The inclusion of Milo is impossible to understand, as he is a flamboyant, openly gay internet troll, whereas Fidesz tries to sell itself as a conservative, pro-family values party.

by Cas Mudde, expert in European far-right movements

The origins of the Visegrad group, or V4, lie in a 1991 summit after the fall of the Soviet Union. The summit took place in Visegrad, a Hungarian city on the border with Slovakia.

The countries, three at the time due to still-unified Czechoslovakia, agreed to military, cultural, economic and energy cooperation.

All four nations joined the EU in May 2004.

The choice of Yiannopoulos did surprise some, however, including Cas Mudde, an expert in European far-right movements and professor at the University of Georgia.

“The inclusion of Milo is impossible to understand, as he is a flamboyant, openly gay internet troll, whereas Fidesz tries to sell itself as a conservative, pro-family values party,” Mudde told Al Jazeera.

Yiannopoulos is a homosexual who married his long-time partner, a black man. In spite of this, he has frequently spoken out against LGBTQ rights, including same-sex marriage.

Scott Long, an activist focused on LGBTQ rights, tweeted: “Neofascist Viktor Orban enlists gay fascist Milo Yiannopoulos to keynote a conference of the Visegrad Group … The horrors never stop.”

Will other V4 nations welcome speakers?

Yiannopoulos lost a book deal with a reported $250,000 advance after a video surfaced in which he appears to endorse child sexual abuse.

Gotz Kubitschek, a German philosopher, nationalist and member of the ethnocentrist European Identitarian movement, with ties to the far-right Alternative for Germany (AfD) party, will also speak at the January event.

Mudde was unsure Yiannopoulos and Kubitschek would be well-received by the other three V4 members.

The Czech Republic and Slovakia are not so closely related to the ethnocentric far-right.

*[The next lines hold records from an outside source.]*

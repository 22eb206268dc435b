//! Turn taking between the user and the assistant.
//!
//! In push-to-talk mode the client decides when a user turn ends and asks for
//! a response itself; in voice-activity mode the backend detects the end of
//! speech and answers on its own.

use uuid::Uuid;

use crate::agent::AgentConfig;
use crate::channel::Outbound;
use crate::protocol::{ClientEvent, InputAudioTranscription, Role, SessionConfig, TurnDetection};
use crate::session::SessionState;
use crate::transcript::{ItemStatus, Transcript, now_ms};

const VOICE: &str = "coral";
const AUDIO_FORMAT: &str = "pcm16";
const TRANSCRIPTION_MODEL: &str = "whisper-1";
const GREETING: &str = "hi";

const VAD_THRESHOLD: f32 = 0.5;
const VAD_PREFIX_PADDING_MS: u32 = 300;
const VAD_SILENCE_DURATION_MS: u32 = 200;

#[derive(Debug, Clone, Copy, PartialEq, Eq)]
pub enum TurnMode {
    PushToTalk,
    VoiceActivity,
}

impl TurnMode {
    pub fn from_push_to_talk(push_to_talk: bool) -> Self {
        if push_to_talk {
            TurnMode::PushToTalk
        } else {
            TurnMode::VoiceActivity
        }
    }

    pub fn is_push_to_talk(&self) -> bool {
        matches!(self, TurnMode::PushToTalk)
    }

    fn turn_detection(&self) -> Option<TurnDetection> {
        match self {
            TurnMode::PushToTalk => None,
            TurnMode::VoiceActivity => Some(TurnDetection::ServerVad {
                threshold: VAD_THRESHOLD,
                prefix_padding_ms: VAD_PREFIX_PADDING_MS,
                silence_duration_ms: VAD_SILENCE_DURATION_MS,
                create_response: true,
            }),
        }
    }
}

/// Whether an interruption had anything to cut off.
#[derive(Debug, Clone, PartialEq, Eq)]
pub enum Interruption {
    NoAssistantMessage,
    AlreadyDone,
    Truncated { item_id: String, audio_end_ms: u64 },
}

#[derive(Debug)]
pub struct TurnController {
    mode: TurnMode,
    user_speaking: bool,
}

impl TurnController {
    pub fn new(mode: TurnMode) -> Self {
        Self {
            mode,
            user_speaking: false,
        }
    }

    pub fn mode(&self) -> TurnMode {
        self.mode
    }

    pub fn is_user_speaking(&self) -> bool {
        self.user_speaking
    }

    pub fn session_config(&self, agent: Option<&AgentConfig>) -> SessionConfig {
        SessionConfig {
            modalities: vec!["text".to_string(), "audio".to_string()],
            instructions: agent
                .map(|agent| agent.instructions.clone())
                .unwrap_or_default(),
            voice: VOICE.to_string(),
            input_audio_format: AUDIO_FORMAT.to_string(),
            output_audio_format: AUDIO_FORMAT.to_string(),
            input_audio_transcription: InputAudioTranscription {
                model: TRANSCRIPTION_MODEL.to_string(),
            },
            turn_detection: self.mode.turn_detection(),
            tools: agent.map(AgentConfig::wire_tools).unwrap_or_default(),
        }
    }

    /// Pushes the current agent and turn policy to the backend. The input
    /// audio buffer is always cleared first.
    pub fn configure_session(
        &self,
        out: &Outbound<'_>,
        transcript: &mut Transcript,
        agent: Option<&AgentConfig>,
        trigger_greeting: bool,
    ) {
        out.send_with(
            &ClientEvent::InputAudioBufferClear,
            "clear audio buffer on session update",
        );
        out.send(&ClientEvent::SessionUpdate {
            session: self.session_config(agent),
        });

        if trigger_greeting {
            self.send_simulated_user_message(out, transcript, GREETING);
        }
    }

    /// Sends `text` as if the user had typed it, without showing it.
    pub fn send_simulated_user_message(
        &self,
        out: &Outbound<'_>,
        transcript: &mut Transcript,
        text: &str,
    ) {
        let id = Uuid::new_v4().simple().to_string();
        transcript.add_message(&id, Role::User, text, true);

        out.send_with(
            &ClientEvent::user_text(Some(id), text),
            "(simulated user text message)",
        );
        out.send_with(
            &ClientEvent::ResponseCreate,
            "(trigger response after simulated user text message)",
        );
    }

    /// Sends a typed user message. Returns false for blank input, which sends
    /// nothing.
    pub fn send_user_text(
        &self,
        out: &Outbound<'_>,
        transcript: &Transcript,
        text: &str,
    ) -> bool {
        let text = text.trim();
        if text.is_empty() {
            return false;
        }
        self.cancel_assistant_speech(out, transcript);

        out.send_with(&ClientEvent::user_text(None, text), "(send user text message)");
        out.send_with(&ClientEvent::ResponseCreate, "trigger response");
        true
    }

    pub fn talk_down(&mut self, state: SessionState, out: &Outbound<'_>, transcript: &Transcript) {
        if !self.mode.is_push_to_talk() || state != SessionState::Connected || !out.is_open() {
            return;
        }
        self.cancel_assistant_speech(out, transcript);

        self.user_speaking = true;
        out.send_with(&ClientEvent::InputAudioBufferClear, "clear PTT buffer");
    }

    pub fn talk_up(&mut self, state: SessionState, out: &Outbound<'_>) {
        if state != SessionState::Connected || !out.is_open() || !self.user_speaking {
            return;
        }

        self.user_speaking = false;
        out.send_with(&ClientEvent::InputAudioBufferCommit, "commit PTT");
        out.send_with(&ClientEvent::ResponseCreate, "trigger response PTT");
    }

    pub fn cancel_assistant_speech(
        &self,
        out: &Outbound<'_>,
        transcript: &Transcript,
    ) -> Interruption {
        self.cancel_assistant_speech_at(out, transcript, now_ms())
    }

    /// Truncates the latest assistant message at `now_ms` and cancels the
    /// response producing it. Truncate always goes out before cancel.
    pub fn cancel_assistant_speech_at(
        &self,
        out: &Outbound<'_>,
        transcript: &Transcript,
        now_ms: u64,
    ) -> Interruption {
        let Some(message) = transcript.latest_assistant() else {
            tracing::warn!("can't cancel, no recent assistant message found");
            return Interruption::NoAssistantMessage;
        };
        if message.status == ItemStatus::Done {
            tracing::debug!(item_id = %message.item_id, "No truncation needed, message is DONE");
            return Interruption::AlreadyDone;
        }

        let audio_end_ms = now_ms.saturating_sub(message.created_at_ms);
        out.send(&ClientEvent::ConversationItemTruncate {
            item_id: message.item_id.clone(),
            content_index: 0,
            audio_end_ms,
        });
        out.send_with(&ClientEvent::ResponseCancel, "(cancel due to user interruption)");

        Interruption::Truncated {
            item_id: message.item_id.clone(),
            audio_end_ms,
        }
    }

    /// Switches turn policy. While connected the new policy is pushed at once,
    /// without a greeting. Returns whether the mode changed.
    pub fn set_mode(
        &mut self,
        mode: TurnMode,
        state: SessionState,
        out: &Outbound<'_>,
        transcript: &mut Transcript,
        agent: Option<&AgentConfig>,
    ) -> bool {
        if self.mode == mode {
            return false;
        }
        self.mode = mode;
        tracing::info!(?mode, "turn mode changed");

        if state == SessionState::Connected {
            self.configure_session(out, transcript, agent, false);
        }
        true
    }

    pub fn reset(&mut self) {
        self.user_speaking = false;
    }
}
//! Wire events exchanged with the realtime backend.
//!
//! Field names and `type` discriminators are the backend's contract and are
//! reproduced exactly. Client events are built once and never mutated.

use serde::{Deserialize, Serialize};

#[derive(Debug, Clone, Copy, PartialEq, Eq, Serialize, Deserialize)]
#[serde(rename_all = "lowercase")]
pub enum Role {
    User,
    Assistant,
    System,
}

// =============================================================================
// Client events
// =============================================================================

#[derive(Debug, Clone, PartialEq, Serialize)]
#[serde(tag = "type")]
pub enum ClientEvent {
    #[serde(rename = "session.update")]
    SessionUpdate { session: SessionConfig },

    #[serde(rename = "input_audio_buffer.clear")]
    InputAudioBufferClear,

    #[serde(rename = "input_audio_buffer.commit")]
    InputAudioBufferCommit,

    #[serde(rename = "conversation.item.create")]
    ConversationItemCreate { item: NewItem },

    #[serde(rename = "conversation.item.truncate")]
    ConversationItemTruncate {
        item_id: String,
        content_index: u32,
        audio_end_ms: u64,
    },

    #[serde(rename = "response.create")]
    ResponseCreate,

    #[serde(rename = "response.cancel")]
    ResponseCancel,
}

impl ClientEvent {
    /// The `type` discriminator this event is sent with.
    pub fn event_type(&self) -> &'static str {
        match self {
            ClientEvent::SessionUpdate { .. } => "session.update",
            ClientEvent::InputAudioBufferClear => "input_audio_buffer.clear",
            ClientEvent::InputAudioBufferCommit => "input_audio_buffer.commit",
            ClientEvent::ConversationItemCreate { .. } => "conversation.item.create",
            ClientEvent::ConversationItemTruncate { .. } => "conversation.item.truncate",
            ClientEvent::ResponseCreate => "response.create",
            ClientEvent::ResponseCancel => "response.cancel",
        }
    }

    /// A user text message, optionally with a caller-chosen item id.
    pub fn user_text(id: Option<String>, text: impl Into<String>) -> Self {
        ClientEvent::ConversationItemCreate {
            item: NewItem::Message {
                id,
                role: Role::User,
                content: vec![InputContent::InputText { text: text.into() }],
            },
        }
    }

    pub fn function_call_output(call_id: impl Into<String>, output: impl Into<String>) -> Self {
        ClientEvent::ConversationItemCreate {
            item: NewItem::FunctionCallOutput {
                call_id: call_id.into(),
                output: output.into(),
            },
        }
    }
}

#[derive(Debug, Clone, PartialEq, Serialize)]
pub struct SessionConfig {
    pub modalities: Vec<String>,
    pub instructions: String,
    pub voice: String,
    pub input_audio_format: String,
    pub output_audio_format: String,
    pub input_audio_transcription: InputAudioTranscription,
    /// `null` on the wire means the client decides when a turn ends.
    pub turn_detection: Option<TurnDetection>,
    pub tools: Vec<ToolDef>,
}

#[derive(Debug, Clone, PartialEq, Serialize)]
pub struct InputAudioTranscription {
    pub model: String,
}

#[derive(Debug, Clone, PartialEq, Serialize)]
#[serde(tag = "type")]
pub enum TurnDetection {
    #[serde(rename = "server_vad")]
    ServerVad {
        threshold: f32,
        prefix_padding_ms: u32,
        silence_duration_ms: u32,
        create_response: bool,
    },
}

#[derive(Debug, Clone, PartialEq, Serialize, Deserialize)]
pub struct ToolDef {
    #[serde(rename = "type")]
    pub tool_type: String,
    pub name: String,
    pub description: String,
    pub parameters: serde_json::Value,
}

#[derive(Debug, Clone, PartialEq, Serialize)]
#[serde(tag = "type", rename_all = "snake_case")]
pub enum NewItem {
    Message {
        #[serde(skip_serializing_if = "Option::is_none")]
        id: Option<String>,
        role: Role,
        content: Vec<InputContent>,
    },
    FunctionCallOutput {
        call_id: String,
        output: String,
    },
}

#[derive(Debug, Clone, PartialEq, Serialize)]
#[serde(tag = "type", rename_all = "snake_case")]
pub enum InputContent {
    InputText { text: String },
}

// =============================================================================
// Server events
// =============================================================================

#[derive(Debug, Clone, Deserialize)]
#[serde(tag = "type")]
pub enum ServerEvent {
    #[serde(rename = "error")]
    Error { error: ApiError },

    #[serde(rename = "session.created")]
    SessionCreated {
        #[serde(default)]
        session: serde_json::Value,
    },

    #[serde(rename = "session.updated")]
    SessionUpdated {
        #[serde(default)]
        session: serde_json::Value,
    },

    #[serde(rename = "conversation.item.created")]
    ConversationItemCreated { item: ServerItem },

    #[serde(rename = "conversation.item.input_audio_transcription.completed")]
    InputAudioTranscriptionCompleted { item_id: String, transcript: String },

    #[serde(rename = "response.audio_transcript.delta")]
    AudioTranscriptDelta { item_id: String, delta: String },

    #[serde(rename = "response.output_item.done")]
    OutputItemDone { item: ServerItem },

    #[serde(rename = "response.done")]
    ResponseDone { response: ResponseBody },

    #[serde(other)]
    Other,
}

impl ServerEvent {
    pub fn parse(text: &str) -> Result<Self, serde_json::Error> {
        serde_json::from_str(text)
    }
}

#[derive(Debug, Clone, Deserialize)]
pub struct ApiError {
    #[serde(rename = "type", default)]
    pub error_type: String,
    #[serde(default)]
    pub message: String,
    #[serde(default)]
    pub code: Option<String>,
}

/// A conversation item as the backend reports it.
#[derive(Debug, Clone, Default, Deserialize)]
pub struct ServerItem {
    #[serde(default)]
    pub id: String,
    #[serde(rename = "type", default)]
    pub item_type: String,
    #[serde(default)]
    pub role: Option<Role>,
    #[serde(default)]
    pub status: Option<String>,
    #[serde(default)]
    pub content: Vec<ContentPart>,
    #[serde(default)]
    pub call_id: Option<String>,
    #[serde(default)]
    pub name: Option<String>,
    #[serde(default)]
    pub arguments: Option<String>,
}

impl ServerItem {
    /// First displayable text of the item: typed text or an audio transcript.
    pub fn display_text(&self) -> Option<&str> {
        self.content
            .iter()
            .find_map(|part| part.text.as_deref().or(part.transcript.as_deref()))
    }
}

#[derive(Debug, Clone, Default, Deserialize)]
pub struct ContentPart {
    #[serde(rename = "type", default)]
    pub content_type: String,
    #[serde(default)]
    pub text: Option<String>,
    #[serde(default)]
    pub transcript: Option<String>,
}

#[derive(Debug, Clone, Default, Deserialize)]
pub struct ResponseBody {
    #[serde(default)]
    pub id: Option<String>,
    #[serde(default)]
    pub output: Vec<ServerItem>,
}

#[cfg(test)]
mod tests {
    use super::*;
    use serde_json::json;

    #[test]
    fn unit_events_serialize_as_bare_type() {
        let value = serde_json::to_value(ClientEvent::ResponseCancel).unwrap();
        assert_eq!(value, json!({"type": "response.cancel"}));
        let value = serde_json::to_value(ClientEvent::InputAudioBufferCommit).unwrap();
        assert_eq!(value, json!({"type": "input_audio_buffer.commit"}));
    }

    #[test]
    fn truncate_carries_item_and_offset() {
        let event = ClientEvent::ConversationItemTruncate {
            item_id: "item_1".to_string(),
            content_index: 0,
            audio_end_ms: 1500,
        };
        assert_eq!(
            serde_json::to_value(&event).unwrap(),
            json!({
                "type": "conversation.item.truncate",
                "item_id": "item_1",
                "content_index": 0,
                "audio_end_ms": 1500
            })
        );
    }

    #[test]
    fn user_text_without_id_omits_it() {
        let value = serde_json::to_value(ClientEvent::user_text(None, "hello")).unwrap();
        assert_eq!(
            value,
            json!({
                "type": "conversation.item.create",
                "item": {
                    "type": "message",
                    "role": "user",
                    "content": [{"type": "input_text", "text": "hello"}]
                }
            })
        );
    }

    #[test]
    fn push_to_talk_session_sends_null_turn_detection() {
        let session = SessionConfig {
            modalities: vec!["text".to_string(), "audio".to_string()],
            instructions: String::new(),
            voice: "coral".to_string(),
            input_audio_format: "pcm16".to_string(),
            output_audio_format: "pcm16".to_string(),
            input_audio_transcription: InputAudioTranscription {
                model: "whisper-1".to_string(),
            },
            turn_detection: None,
            tools: Vec::new(),
        };
        let value = serde_json::to_value(ClientEvent::SessionUpdate { session }).unwrap();
        assert!(value["session"]["turn_detection"].is_null());
        assert_eq!(value["session"]["tools"], json!([]));
    }

    #[test]
    fn response_done_exposes_function_calls() {
        let event = ServerEvent::parse(
            r#"{
                "type": "response.done",
                "event_id": "evt_1",
                "response": {
                    "id": "resp_1",
                    "output": [{
                        "id": "item_9",
                        "type": "function_call",
                        "call_id": "call_1",
                        "name": "addSlide",
                        "arguments": "{\"slug\":\"intro\"}"
                    }]
                }
            }"#,
        )
        .unwrap();
        match event {
            ServerEvent::ResponseDone { response } => {
                assert_eq!(response.output.len(), 1);
                assert_eq!(response.output[0].name.as_deref(), Some("addSlide"));
                assert_eq!(response.output[0].call_id.as_deref(), Some("call_1"));
            }
            other => panic!("expected response.done, got {:?}", other),
        }
    }

    #[test]
    fn unknown_server_events_are_tolerated() {
        let event = ServerEvent::parse(r#"{"type": "rate_limits.updated", "rate_limits": []}"#)
            .unwrap();
        assert!(matches!(event, ServerEvent::Other));
    }

    #[test]
    fn display_text_prefers_first_part_with_text() {
        let item = ServerItem {
            content: vec![
                ContentPart {
                    content_type: "input_audio".to_string(),
                    text: None,
                    transcript: None,
                },
                ContentPart {
                    content_type: "audio".to_string(),
                    text: None,
                    transcript: Some("spoken".to_string()),
                },
            ],
            ..Default::default()
        };
        assert_eq!(item.display_text(), Some("spoken"));
    }

    #[test]
    fn system_items_from_the_backend_parse() {
        let event = ServerEvent::parse(
            r#"{
                "type": "conversation.item.created",
                "item": {
                    "id": "item_sys",
                    "type": "message",
                    "role": "system",
                    "content": [{"type": "input_text", "text": "be brief"}]
                }
            }"#,
        )
        .unwrap();
        match event {
            ServerEvent::ConversationItemCreated { item } => {
                assert_eq!(item.role, Some(Role::System));
                assert_eq!(item.display_text(), Some("be brief"));
            }
            other => panic!("expected conversation.item.created, got {:?}", other),
        }
    }
}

The Polish government is ruled by the conservative Catholic Law and Justice party, whose members have a history of anti-LGBTQ statements.

They “will despise [Yiannopoulos] and be wary about a German nationalist” as Poland was invaded by Nazi Germany in 1939, Mudde said.

Al Jazeera contacted the Hungarian government for comment but it did not immediately respond.